[Task prompt]: From the entries that follow, gather each line holding the word "claims".
***** Data shown *****
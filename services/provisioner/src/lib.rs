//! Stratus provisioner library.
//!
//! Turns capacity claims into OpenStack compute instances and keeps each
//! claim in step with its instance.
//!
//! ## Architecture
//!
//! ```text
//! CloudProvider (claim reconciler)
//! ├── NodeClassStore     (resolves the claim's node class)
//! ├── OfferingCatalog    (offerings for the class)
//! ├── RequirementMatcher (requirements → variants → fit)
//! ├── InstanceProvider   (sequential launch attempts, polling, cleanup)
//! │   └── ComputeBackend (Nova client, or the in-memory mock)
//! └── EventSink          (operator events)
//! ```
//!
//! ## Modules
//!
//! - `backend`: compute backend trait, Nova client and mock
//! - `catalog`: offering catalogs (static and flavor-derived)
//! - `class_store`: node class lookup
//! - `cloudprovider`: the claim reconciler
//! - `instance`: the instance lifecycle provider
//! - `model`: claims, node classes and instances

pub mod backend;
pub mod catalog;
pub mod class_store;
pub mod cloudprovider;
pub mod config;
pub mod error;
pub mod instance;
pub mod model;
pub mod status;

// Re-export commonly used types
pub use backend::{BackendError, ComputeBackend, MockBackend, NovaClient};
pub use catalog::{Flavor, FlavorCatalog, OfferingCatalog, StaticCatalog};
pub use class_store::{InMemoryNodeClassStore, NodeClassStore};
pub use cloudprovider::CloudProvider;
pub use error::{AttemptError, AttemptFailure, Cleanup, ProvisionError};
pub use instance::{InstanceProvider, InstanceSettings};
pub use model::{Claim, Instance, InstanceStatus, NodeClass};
*****
***** Data shown *****
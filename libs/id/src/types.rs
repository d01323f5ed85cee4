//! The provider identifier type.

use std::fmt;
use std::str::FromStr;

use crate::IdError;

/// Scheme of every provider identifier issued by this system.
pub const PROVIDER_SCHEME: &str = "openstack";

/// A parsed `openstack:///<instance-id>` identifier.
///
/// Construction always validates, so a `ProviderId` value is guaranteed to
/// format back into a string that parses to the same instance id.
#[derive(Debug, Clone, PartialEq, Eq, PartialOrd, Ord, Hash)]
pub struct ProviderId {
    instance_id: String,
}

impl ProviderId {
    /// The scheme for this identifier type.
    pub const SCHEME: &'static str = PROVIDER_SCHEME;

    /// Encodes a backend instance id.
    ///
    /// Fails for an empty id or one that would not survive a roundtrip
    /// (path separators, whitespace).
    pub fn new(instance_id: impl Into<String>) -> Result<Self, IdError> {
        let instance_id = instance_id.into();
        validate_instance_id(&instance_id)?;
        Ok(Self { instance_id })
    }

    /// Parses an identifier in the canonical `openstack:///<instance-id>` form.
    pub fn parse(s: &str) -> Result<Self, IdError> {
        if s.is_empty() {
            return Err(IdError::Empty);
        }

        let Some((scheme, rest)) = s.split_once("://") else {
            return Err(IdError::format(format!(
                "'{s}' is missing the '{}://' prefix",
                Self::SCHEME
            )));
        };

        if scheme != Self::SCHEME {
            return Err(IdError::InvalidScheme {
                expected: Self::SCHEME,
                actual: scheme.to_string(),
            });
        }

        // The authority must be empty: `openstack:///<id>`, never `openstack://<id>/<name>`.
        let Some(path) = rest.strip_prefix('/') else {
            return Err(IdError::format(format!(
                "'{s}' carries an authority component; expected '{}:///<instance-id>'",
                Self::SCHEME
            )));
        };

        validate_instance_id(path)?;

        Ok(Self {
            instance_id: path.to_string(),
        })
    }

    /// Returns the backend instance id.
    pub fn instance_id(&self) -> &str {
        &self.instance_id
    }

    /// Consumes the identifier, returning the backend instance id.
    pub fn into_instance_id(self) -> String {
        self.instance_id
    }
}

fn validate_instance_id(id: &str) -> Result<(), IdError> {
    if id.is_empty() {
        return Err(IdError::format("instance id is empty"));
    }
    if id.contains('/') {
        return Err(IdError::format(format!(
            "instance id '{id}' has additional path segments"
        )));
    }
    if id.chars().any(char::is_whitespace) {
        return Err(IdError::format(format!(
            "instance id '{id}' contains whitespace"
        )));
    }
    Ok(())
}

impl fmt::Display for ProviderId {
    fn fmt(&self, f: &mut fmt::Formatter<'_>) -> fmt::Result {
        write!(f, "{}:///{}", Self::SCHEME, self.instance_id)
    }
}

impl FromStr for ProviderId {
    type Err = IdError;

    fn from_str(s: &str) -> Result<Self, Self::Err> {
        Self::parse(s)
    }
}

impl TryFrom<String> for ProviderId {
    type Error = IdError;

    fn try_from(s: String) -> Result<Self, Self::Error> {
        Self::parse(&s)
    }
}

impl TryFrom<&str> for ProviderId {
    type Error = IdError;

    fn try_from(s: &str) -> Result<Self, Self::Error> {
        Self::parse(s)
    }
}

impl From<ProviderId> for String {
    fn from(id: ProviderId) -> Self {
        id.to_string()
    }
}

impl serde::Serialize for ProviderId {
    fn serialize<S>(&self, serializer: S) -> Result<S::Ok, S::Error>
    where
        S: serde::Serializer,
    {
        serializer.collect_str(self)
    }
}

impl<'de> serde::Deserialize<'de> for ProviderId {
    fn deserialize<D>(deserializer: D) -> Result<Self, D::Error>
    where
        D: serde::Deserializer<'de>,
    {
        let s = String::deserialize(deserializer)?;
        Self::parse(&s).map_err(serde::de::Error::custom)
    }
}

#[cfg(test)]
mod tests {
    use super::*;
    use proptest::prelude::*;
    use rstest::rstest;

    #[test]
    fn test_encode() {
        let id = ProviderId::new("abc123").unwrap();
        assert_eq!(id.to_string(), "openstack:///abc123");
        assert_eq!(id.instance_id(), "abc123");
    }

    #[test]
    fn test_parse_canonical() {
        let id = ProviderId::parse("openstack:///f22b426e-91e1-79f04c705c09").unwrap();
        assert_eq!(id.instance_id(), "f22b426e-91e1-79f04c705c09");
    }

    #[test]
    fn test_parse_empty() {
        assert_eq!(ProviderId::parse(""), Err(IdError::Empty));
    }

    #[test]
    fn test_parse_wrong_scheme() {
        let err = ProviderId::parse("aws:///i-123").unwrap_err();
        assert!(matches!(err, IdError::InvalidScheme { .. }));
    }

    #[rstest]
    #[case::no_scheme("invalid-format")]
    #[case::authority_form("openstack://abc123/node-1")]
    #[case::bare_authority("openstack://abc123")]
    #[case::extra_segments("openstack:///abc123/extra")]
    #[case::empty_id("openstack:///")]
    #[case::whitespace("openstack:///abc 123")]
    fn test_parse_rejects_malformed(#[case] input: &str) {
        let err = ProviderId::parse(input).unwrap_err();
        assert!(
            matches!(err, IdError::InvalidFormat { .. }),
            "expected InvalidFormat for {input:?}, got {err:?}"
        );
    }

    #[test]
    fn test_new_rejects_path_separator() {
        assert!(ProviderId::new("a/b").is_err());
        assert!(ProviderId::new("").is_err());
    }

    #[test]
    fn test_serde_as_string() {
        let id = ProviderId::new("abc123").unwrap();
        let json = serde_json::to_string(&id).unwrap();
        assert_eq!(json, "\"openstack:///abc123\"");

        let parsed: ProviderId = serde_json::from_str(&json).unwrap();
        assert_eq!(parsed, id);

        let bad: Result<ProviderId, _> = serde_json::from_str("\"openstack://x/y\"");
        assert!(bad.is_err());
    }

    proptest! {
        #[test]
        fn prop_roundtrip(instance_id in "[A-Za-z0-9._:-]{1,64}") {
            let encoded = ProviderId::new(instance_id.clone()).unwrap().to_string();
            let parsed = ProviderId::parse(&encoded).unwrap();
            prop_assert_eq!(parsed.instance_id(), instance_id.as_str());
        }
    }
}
*****
***** Data shown *****
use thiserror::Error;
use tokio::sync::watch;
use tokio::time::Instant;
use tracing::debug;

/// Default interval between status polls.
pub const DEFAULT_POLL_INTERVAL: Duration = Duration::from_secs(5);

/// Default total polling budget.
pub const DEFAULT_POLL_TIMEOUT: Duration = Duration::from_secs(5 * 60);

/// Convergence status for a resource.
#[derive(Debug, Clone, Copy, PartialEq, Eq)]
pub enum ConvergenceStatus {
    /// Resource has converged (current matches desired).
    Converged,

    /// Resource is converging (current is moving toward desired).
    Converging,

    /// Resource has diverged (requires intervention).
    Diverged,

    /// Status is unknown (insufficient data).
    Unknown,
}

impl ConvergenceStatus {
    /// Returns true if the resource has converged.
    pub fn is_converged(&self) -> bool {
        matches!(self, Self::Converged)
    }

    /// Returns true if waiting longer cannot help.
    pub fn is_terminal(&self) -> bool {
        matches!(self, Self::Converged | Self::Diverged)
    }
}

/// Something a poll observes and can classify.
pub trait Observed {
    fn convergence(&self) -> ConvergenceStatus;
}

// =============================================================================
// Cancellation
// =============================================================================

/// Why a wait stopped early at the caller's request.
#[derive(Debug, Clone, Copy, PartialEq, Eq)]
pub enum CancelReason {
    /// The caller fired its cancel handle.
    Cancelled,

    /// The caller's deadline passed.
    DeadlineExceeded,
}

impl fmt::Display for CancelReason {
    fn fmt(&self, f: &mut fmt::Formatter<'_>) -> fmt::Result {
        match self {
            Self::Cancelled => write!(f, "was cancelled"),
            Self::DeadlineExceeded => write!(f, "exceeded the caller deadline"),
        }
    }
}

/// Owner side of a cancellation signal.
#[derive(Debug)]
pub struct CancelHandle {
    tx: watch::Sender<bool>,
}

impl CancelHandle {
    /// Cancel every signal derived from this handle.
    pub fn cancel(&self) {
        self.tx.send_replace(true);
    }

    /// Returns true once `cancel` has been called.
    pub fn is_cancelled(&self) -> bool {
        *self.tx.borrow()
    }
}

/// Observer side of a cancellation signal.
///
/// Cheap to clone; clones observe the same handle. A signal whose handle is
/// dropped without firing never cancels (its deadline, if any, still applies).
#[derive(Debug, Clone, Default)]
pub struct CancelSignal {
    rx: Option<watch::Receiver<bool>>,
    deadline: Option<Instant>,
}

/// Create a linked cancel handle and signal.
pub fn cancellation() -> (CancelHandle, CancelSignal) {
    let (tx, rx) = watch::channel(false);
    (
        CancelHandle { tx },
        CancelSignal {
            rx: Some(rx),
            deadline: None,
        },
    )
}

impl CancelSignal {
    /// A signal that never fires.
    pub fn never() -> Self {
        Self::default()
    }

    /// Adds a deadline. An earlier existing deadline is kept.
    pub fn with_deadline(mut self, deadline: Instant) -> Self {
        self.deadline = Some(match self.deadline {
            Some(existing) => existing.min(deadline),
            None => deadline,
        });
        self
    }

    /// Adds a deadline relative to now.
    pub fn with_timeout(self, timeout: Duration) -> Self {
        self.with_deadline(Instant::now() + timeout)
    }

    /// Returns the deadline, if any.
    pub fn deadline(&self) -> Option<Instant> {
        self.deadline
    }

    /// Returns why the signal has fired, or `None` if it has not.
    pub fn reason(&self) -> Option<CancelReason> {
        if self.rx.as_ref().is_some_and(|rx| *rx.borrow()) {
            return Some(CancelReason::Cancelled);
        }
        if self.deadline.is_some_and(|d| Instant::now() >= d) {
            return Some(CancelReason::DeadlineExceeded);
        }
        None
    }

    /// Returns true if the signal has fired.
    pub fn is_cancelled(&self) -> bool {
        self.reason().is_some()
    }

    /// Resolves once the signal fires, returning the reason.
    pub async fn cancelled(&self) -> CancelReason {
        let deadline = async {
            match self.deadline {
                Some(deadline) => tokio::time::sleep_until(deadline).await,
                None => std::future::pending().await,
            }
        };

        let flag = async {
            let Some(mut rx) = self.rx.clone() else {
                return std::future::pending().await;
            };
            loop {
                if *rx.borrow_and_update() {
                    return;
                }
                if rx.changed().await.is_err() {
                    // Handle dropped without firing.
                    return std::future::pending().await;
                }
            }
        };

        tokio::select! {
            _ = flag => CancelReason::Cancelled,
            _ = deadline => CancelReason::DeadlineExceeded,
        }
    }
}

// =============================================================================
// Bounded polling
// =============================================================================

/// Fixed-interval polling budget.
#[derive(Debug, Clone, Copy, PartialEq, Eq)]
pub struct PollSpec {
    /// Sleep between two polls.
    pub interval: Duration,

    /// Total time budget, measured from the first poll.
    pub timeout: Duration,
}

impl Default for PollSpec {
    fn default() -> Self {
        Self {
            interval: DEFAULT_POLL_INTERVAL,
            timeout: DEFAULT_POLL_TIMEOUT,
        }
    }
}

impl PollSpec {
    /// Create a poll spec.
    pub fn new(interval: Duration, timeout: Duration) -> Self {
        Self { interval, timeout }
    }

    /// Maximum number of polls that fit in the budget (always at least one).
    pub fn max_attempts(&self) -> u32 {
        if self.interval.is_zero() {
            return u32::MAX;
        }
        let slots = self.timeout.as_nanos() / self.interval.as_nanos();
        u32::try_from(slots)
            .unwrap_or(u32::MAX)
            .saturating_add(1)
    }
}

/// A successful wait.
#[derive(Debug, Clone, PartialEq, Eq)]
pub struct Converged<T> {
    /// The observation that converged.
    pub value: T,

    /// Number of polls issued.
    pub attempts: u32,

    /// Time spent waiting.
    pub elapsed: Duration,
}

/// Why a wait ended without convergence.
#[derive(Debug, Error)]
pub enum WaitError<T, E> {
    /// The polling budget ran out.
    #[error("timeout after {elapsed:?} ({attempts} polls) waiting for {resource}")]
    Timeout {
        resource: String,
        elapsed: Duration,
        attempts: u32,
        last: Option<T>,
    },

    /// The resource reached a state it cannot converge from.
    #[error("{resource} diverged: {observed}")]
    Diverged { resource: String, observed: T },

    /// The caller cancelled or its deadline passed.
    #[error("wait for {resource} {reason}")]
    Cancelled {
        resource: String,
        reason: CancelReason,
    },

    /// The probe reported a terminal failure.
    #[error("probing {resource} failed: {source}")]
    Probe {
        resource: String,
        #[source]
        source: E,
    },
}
*****
[Response box]:
//! Turns capacity claims into OpenStack compute instances and keeps each
//! - `model`: claims, node classes and instances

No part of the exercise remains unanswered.